# TASK PROMPT:
Look for "ResultRecord" in each line of the records, and copy the lines that have it.

── INFORMATION PROVIDED ──

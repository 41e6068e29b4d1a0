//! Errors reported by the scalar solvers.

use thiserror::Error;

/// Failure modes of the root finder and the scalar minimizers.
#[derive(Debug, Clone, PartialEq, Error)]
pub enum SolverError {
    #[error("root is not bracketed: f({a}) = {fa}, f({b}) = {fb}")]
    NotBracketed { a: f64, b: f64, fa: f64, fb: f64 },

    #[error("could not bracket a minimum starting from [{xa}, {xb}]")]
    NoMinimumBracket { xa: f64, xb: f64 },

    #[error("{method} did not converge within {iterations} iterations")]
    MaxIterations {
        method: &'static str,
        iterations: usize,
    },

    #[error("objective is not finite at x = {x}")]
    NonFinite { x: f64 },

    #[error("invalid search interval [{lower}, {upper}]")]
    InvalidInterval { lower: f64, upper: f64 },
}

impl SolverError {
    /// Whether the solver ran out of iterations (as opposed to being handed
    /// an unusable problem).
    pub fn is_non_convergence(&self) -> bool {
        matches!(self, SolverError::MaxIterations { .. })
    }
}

───
── INFORMATION PROVIDED ──

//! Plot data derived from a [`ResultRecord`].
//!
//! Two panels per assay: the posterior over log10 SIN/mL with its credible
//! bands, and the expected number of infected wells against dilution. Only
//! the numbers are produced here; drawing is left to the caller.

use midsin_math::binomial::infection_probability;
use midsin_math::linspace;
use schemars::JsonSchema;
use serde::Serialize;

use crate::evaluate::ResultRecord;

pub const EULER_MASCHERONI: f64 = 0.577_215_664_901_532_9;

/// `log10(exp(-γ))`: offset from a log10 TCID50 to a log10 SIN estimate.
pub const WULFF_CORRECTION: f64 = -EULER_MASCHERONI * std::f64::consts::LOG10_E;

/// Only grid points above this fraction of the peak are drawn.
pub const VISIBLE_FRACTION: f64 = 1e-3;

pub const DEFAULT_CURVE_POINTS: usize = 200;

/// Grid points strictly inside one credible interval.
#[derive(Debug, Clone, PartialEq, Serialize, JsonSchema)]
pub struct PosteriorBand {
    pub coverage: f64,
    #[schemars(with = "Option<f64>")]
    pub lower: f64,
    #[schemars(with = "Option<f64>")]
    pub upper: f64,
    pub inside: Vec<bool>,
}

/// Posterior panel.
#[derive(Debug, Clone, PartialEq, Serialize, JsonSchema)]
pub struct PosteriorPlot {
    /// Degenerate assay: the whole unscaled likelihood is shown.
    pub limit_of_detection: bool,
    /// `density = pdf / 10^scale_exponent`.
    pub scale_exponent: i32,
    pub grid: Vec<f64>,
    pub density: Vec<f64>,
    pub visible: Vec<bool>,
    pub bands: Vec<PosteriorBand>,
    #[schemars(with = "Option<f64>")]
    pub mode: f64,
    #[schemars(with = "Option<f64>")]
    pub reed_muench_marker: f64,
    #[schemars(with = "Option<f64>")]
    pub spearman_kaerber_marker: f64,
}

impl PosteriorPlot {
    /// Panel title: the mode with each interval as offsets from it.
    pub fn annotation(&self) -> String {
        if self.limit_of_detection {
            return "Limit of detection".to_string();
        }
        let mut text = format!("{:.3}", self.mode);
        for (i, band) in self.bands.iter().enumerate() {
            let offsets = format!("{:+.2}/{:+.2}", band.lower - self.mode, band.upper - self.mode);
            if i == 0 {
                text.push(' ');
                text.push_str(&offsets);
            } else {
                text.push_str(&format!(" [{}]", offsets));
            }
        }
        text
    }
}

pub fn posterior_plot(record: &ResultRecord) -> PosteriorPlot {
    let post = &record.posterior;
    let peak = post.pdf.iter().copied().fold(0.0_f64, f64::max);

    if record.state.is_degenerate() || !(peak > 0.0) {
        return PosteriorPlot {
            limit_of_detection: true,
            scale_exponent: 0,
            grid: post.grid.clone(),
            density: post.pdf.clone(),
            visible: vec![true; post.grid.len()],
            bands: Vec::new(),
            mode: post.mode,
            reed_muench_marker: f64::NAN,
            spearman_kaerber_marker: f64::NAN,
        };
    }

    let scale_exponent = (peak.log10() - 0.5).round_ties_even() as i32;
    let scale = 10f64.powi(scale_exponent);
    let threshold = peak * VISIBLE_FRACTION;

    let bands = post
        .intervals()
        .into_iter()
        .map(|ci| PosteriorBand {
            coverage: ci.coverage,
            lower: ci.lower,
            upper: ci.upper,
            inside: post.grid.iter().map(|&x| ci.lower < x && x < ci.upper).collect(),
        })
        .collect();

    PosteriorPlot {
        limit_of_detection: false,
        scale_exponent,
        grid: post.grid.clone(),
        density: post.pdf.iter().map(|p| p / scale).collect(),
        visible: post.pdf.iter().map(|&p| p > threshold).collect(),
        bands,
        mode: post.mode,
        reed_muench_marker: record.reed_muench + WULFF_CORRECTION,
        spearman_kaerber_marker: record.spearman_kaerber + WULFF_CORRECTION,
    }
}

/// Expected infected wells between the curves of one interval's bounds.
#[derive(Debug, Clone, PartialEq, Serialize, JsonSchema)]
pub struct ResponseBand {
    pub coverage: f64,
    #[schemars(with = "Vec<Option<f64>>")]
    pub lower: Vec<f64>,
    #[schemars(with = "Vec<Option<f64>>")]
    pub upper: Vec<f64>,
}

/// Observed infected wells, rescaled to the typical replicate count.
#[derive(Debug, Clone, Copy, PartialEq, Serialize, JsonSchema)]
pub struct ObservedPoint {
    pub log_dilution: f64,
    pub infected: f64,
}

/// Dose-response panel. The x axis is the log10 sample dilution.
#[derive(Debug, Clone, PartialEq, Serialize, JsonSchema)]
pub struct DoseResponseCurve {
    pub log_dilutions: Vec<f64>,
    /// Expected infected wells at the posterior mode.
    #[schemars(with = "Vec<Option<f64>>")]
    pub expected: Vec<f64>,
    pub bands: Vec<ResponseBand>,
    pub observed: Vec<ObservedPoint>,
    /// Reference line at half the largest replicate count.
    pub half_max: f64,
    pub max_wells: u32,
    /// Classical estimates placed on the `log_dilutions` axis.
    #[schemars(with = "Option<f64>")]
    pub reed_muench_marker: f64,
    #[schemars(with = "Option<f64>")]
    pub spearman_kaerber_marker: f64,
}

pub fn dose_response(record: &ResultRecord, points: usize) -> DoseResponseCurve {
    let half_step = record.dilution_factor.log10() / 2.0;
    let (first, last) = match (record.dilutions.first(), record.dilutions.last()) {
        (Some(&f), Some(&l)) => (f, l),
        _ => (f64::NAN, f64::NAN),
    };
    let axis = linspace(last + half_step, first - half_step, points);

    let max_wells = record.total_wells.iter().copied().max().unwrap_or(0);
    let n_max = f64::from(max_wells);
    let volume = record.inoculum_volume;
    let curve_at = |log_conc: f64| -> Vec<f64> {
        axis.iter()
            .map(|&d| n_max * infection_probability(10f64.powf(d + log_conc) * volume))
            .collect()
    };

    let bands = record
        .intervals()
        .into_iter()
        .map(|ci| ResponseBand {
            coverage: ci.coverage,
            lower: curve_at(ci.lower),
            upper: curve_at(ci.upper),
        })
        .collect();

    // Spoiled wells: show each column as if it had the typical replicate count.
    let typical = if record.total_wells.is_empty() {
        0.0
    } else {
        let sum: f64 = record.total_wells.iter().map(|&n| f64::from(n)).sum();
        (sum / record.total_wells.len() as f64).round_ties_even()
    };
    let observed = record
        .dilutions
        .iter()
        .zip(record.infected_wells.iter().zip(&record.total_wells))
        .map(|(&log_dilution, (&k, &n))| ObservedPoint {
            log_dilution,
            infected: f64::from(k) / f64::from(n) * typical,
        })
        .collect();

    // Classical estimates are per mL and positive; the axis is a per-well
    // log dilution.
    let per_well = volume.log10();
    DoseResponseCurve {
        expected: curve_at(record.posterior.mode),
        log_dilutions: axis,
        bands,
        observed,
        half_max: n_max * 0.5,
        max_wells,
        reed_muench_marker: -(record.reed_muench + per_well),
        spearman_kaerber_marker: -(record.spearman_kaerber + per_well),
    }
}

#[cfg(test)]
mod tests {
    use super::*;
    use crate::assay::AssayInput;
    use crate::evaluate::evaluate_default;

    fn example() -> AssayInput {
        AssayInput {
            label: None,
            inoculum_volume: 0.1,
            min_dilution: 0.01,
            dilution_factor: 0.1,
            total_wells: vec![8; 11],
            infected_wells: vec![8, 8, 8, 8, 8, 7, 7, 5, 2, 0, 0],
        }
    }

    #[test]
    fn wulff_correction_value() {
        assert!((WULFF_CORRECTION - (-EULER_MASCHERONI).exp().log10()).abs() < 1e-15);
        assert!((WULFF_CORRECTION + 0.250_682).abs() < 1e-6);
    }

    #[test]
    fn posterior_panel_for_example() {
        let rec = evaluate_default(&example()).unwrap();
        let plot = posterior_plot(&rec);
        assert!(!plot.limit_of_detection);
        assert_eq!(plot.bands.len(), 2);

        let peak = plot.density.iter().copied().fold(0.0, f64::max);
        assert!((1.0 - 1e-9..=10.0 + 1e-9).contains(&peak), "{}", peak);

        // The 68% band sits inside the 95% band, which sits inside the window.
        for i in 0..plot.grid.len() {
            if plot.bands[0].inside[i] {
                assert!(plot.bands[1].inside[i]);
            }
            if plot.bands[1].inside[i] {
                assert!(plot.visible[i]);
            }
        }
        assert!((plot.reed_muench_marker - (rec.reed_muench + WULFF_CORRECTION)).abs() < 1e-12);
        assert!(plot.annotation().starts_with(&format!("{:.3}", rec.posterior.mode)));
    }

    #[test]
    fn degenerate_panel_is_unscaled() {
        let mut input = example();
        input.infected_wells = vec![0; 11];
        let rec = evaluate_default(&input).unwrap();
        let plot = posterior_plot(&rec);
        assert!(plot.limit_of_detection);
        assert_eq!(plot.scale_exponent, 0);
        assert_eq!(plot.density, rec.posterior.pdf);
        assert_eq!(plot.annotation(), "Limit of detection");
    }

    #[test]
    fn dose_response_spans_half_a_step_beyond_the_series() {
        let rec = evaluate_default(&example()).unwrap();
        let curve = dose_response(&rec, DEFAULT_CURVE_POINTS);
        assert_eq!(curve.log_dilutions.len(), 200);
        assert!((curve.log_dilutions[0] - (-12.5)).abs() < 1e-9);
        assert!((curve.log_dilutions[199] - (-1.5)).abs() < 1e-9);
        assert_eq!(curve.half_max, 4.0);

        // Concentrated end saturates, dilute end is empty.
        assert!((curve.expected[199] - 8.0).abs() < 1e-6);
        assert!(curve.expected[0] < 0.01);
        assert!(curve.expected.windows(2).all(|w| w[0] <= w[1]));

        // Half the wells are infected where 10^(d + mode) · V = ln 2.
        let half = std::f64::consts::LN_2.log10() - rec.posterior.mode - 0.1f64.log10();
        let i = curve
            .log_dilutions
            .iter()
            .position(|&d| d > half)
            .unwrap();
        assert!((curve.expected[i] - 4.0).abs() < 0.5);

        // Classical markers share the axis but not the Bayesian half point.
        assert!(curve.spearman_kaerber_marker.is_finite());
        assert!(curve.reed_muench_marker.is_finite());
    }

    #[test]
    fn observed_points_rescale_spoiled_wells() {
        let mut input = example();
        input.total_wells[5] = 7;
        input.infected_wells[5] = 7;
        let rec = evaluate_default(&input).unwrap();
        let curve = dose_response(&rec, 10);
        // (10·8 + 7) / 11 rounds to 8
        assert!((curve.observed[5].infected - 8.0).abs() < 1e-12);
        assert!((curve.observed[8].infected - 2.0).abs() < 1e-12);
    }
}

───

# OUTPUT OF THE EXERCISE:
//! Plot data derived from a [`ResultRecord`].
use crate::evaluate::ResultRecord;
pub fn posterior_plot(record: &ResultRecord) -> PosteriorPlot {
pub fn dose_response(record: &ResultRecord, points: usize) -> DoseResponseCurve {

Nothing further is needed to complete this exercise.